--- Given records ---
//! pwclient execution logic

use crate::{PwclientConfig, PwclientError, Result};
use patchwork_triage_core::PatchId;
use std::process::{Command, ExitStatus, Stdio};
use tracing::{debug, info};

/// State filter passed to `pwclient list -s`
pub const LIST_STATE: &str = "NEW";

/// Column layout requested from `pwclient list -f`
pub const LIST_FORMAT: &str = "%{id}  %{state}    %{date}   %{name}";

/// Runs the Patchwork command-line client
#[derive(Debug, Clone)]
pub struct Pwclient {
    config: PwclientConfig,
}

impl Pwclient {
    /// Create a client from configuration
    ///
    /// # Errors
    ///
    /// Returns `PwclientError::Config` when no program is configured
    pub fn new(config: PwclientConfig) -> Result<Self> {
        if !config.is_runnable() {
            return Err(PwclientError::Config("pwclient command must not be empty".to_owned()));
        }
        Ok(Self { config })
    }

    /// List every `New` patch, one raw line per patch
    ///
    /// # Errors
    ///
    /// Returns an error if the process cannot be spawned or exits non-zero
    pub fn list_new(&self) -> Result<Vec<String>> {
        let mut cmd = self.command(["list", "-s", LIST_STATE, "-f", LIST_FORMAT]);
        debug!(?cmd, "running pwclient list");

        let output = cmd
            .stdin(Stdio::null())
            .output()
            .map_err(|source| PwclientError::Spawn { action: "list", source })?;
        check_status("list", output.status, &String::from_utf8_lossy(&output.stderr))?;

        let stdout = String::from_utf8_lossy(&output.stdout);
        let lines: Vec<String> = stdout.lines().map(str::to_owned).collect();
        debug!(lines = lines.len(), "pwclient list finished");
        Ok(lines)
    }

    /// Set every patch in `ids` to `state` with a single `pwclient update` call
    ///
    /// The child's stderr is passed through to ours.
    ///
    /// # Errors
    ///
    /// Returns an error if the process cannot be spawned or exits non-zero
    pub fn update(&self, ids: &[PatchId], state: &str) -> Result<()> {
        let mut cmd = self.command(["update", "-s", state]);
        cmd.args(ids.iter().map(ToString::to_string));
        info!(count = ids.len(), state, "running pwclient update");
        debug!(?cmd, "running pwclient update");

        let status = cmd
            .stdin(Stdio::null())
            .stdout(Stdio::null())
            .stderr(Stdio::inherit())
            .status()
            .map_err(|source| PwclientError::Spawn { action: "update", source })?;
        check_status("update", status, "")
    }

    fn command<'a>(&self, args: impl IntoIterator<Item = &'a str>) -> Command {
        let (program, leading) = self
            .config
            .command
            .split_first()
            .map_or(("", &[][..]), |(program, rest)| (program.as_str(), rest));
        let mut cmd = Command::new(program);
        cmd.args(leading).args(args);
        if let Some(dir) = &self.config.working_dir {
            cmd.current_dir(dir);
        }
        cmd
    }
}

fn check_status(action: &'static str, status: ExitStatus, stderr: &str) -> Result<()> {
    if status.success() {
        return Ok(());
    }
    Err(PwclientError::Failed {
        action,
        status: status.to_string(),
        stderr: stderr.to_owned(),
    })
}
---
--- Given records ---
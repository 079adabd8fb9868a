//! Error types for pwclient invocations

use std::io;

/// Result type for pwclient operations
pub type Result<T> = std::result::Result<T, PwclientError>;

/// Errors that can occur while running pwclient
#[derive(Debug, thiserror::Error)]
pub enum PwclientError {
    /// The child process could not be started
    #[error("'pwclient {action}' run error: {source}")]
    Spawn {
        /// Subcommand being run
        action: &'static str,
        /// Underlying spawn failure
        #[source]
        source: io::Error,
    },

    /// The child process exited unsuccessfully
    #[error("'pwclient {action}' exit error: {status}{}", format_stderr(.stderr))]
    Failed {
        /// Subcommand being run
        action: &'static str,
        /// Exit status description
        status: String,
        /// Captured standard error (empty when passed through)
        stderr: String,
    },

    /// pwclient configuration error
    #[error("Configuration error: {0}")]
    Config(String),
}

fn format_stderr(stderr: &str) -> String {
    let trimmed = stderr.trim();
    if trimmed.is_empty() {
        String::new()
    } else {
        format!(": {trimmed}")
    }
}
---
→ Exercise goal
All lines in the records with the string "derive" should be copied out.

→ Solution below
#[derive(Debug, Clone)]
#[derive(Debug, thiserror::Error)]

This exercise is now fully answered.